What is surprising to European eyes is that the fulminations of the anti-imperialist left should be matched – with almost perfect symmetry – on the isolationist right. In his book
A Republic, Not an Empire: Reclaiming America
, Pat Buchanan issued the solemn warning: ‘Our country is today travelling the same path that was trod by the British Empire – to the same fate ... If America is not to end the coming century the way the British ... ended this one, we must learn the lessons history has taught us’. For Buchanan, as for Vidal, overseas adventures subvert the ethos of the original, pure-of-heart republic in order to further the interests of sinister special interests. The remedy is to cease ‘running around on these moral crusades’ and bring American troops back home.
By comparison, only a minority of commentators in the United States view the British imperial example as one worthy of emulation. Thomas Donnelly of the Project for the New American Century explicitly models his proposed twenty-first century pax americana on the pax britannica of Queen Victoria’s reign. Max Boot of the
Wall Street Journal
has argued that America should be providing anarchic countries like Afghanistan with ‘the sort of enlightened foreign administration once provided by self-confident Englishmen in jodhpurs and pith helmets’. In Boot’s words: ‘The chaotic post – Cold War environment resembles that of the post-Napoleonic world, with the United States thrust willy-nilly into Britain’s old role as globocop’. Similar parallels have been drawn by Robert Kaplan, who sees the British campaign in the Sudan in 1898 as the precursor of recent American exercises in ‘asymmetrical warfare’. Even Joseph Nye – no proponent of the unilateral flexing of American muscle – believes ‘the US can learn a ... useful lesson from the period when Britain held primacy among the global powers’.

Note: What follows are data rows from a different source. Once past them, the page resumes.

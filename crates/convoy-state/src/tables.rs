//! redb table definitions for the Convoy state store.
//!
//! Each table uses `&str` keys and `&[u8]` values (JSON-serialized domain types).

use redb::TableDefinition;

/// IP reservation rows keyed by `{network}:{address}`.
pub const IP_ADDRESSES: TableDefinition<&str, &[u8]> = TableDefinition::new("ip_addresses");

/// Instance records keyed by `{job}:{uuid}`.
pub const INSTANCES: TableDefinition<&str, &[u8]> = TableDefinition::new("instances");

The question that remains unresolved in this debate is whether the United States today is more powerful than the British Empire of the mid-nineteenth century. On the one hand, as Paul Kennedy has pointed out, Britain was never as militarily dominant then as the United States is today: ‘Even the Royal Navy was equal only to the next two navies – right now all the other navies in the world combined could not dent American maritime supremacy’. On the other, American power today remains in large measure informal or ‘soft’ – exercised through economic and cultural agencies rather than colonial structures. Anarcho-Marxists like Michael Hardt and Antonio Negri insist that such informal empire is just as powerful as the formal imperialism of occupying armies and administrators. In their view – and it is a view widely shared by the multifarious critics of ‘globalization’ – multinational (but mainly American) corporations, aided and abetted by apparently supranational (but mainly American) public institutions like the International Monetary Fund – exercise just as much power as the soldiers and civil servants who enforced the pax britannica. Yet there clearly is a difference between influencing a nominally sovereign state, whether through economic pressure or cultural penetration, and actually ruling a colony. The United States in 2003 formally controls a far smaller area of the world than the United Kingdom did in 1903. Its weapons have a longer range, but not its writ.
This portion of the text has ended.